DIRECTIONS: Among the entries, find each line that includes the string "quoting" and list it.

ENTRIES SHOWN:
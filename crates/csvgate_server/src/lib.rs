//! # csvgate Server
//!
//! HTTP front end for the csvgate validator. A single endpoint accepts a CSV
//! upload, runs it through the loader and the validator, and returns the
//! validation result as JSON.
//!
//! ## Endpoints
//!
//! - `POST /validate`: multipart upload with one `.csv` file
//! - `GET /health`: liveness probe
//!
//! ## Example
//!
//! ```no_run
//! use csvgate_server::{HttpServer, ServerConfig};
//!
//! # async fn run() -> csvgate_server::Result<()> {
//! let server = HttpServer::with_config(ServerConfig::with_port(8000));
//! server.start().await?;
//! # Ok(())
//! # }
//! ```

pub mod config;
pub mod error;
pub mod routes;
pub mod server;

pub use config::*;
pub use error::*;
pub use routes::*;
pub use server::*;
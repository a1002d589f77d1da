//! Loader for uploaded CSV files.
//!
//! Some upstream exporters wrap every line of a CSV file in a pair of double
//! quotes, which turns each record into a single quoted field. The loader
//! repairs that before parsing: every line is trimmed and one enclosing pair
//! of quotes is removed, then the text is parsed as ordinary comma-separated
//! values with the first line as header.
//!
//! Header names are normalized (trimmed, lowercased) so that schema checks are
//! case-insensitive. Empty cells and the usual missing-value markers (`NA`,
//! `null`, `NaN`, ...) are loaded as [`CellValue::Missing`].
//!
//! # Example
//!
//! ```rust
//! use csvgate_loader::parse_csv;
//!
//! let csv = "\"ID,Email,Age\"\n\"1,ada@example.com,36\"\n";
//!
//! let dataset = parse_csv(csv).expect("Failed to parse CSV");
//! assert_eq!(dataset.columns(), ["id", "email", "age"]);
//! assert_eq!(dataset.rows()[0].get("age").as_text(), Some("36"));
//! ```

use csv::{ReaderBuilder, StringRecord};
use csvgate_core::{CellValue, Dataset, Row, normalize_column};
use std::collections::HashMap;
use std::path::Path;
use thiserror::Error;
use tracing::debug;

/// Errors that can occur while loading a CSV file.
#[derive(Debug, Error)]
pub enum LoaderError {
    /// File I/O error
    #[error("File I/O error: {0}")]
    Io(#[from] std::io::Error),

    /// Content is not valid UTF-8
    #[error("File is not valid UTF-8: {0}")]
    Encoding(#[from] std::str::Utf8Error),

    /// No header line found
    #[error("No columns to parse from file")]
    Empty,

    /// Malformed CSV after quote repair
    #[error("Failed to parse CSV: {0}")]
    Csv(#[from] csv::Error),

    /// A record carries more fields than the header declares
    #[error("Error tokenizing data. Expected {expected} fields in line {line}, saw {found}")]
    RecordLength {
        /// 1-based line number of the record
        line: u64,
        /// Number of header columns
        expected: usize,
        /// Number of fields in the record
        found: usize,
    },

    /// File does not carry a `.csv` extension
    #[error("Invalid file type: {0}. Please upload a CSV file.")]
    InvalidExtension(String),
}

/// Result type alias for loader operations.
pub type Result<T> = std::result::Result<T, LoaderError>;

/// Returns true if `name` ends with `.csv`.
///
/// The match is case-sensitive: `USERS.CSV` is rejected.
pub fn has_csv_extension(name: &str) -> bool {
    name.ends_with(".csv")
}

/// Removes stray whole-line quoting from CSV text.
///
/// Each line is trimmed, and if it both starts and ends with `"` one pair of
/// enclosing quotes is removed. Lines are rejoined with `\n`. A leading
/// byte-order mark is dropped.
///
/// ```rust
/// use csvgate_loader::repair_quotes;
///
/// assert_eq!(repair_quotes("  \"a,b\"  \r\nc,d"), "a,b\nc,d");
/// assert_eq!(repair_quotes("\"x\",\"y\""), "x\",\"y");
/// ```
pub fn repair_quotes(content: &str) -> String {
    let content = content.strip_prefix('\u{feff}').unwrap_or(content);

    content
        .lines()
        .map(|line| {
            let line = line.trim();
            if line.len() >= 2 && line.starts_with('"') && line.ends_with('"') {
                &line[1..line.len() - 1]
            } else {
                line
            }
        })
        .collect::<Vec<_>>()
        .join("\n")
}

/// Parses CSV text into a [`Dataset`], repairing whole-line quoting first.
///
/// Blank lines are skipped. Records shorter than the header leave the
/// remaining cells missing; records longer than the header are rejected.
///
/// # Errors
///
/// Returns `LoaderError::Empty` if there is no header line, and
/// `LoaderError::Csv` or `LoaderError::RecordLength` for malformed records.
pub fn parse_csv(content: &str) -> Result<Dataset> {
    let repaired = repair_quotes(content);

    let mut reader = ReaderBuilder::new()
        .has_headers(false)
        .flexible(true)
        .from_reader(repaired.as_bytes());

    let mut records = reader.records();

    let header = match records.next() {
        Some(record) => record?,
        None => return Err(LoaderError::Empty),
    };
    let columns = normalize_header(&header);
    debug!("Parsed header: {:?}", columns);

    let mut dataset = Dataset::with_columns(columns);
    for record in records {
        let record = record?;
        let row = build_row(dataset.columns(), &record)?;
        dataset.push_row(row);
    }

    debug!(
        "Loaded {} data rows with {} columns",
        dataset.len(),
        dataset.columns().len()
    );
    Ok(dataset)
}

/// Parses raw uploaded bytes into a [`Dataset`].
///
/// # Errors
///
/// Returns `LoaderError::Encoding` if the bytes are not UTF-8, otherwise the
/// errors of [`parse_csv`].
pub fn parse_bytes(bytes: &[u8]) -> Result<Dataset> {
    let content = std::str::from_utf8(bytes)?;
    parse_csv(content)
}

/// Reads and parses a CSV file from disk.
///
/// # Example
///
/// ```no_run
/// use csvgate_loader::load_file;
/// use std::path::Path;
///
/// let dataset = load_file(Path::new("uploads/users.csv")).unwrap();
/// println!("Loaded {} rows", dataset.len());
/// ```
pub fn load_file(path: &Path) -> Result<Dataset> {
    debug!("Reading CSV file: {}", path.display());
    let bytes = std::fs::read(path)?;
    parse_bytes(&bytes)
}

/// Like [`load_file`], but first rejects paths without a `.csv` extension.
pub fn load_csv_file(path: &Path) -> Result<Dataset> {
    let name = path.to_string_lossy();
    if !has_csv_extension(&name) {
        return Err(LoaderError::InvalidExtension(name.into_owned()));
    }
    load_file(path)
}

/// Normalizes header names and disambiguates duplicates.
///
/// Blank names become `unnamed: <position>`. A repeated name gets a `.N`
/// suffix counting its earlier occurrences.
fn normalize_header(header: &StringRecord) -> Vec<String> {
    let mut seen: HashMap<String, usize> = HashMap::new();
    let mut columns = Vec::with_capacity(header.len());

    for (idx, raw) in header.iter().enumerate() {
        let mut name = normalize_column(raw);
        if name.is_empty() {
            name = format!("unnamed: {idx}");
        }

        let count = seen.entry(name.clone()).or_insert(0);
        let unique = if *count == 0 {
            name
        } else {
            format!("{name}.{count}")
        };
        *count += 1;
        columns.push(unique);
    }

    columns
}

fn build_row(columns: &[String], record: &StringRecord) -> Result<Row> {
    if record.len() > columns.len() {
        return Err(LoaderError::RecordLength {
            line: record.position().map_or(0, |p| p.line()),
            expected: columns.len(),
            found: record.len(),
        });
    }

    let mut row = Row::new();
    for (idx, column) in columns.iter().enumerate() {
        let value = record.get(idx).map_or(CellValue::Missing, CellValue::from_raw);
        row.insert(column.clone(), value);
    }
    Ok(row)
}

WRITTEN ANSWER:
/// Removes stray whole-line quoting from CSV text.
/// Parses CSV text into a [`Dataset`], repairing whole-line quoting first.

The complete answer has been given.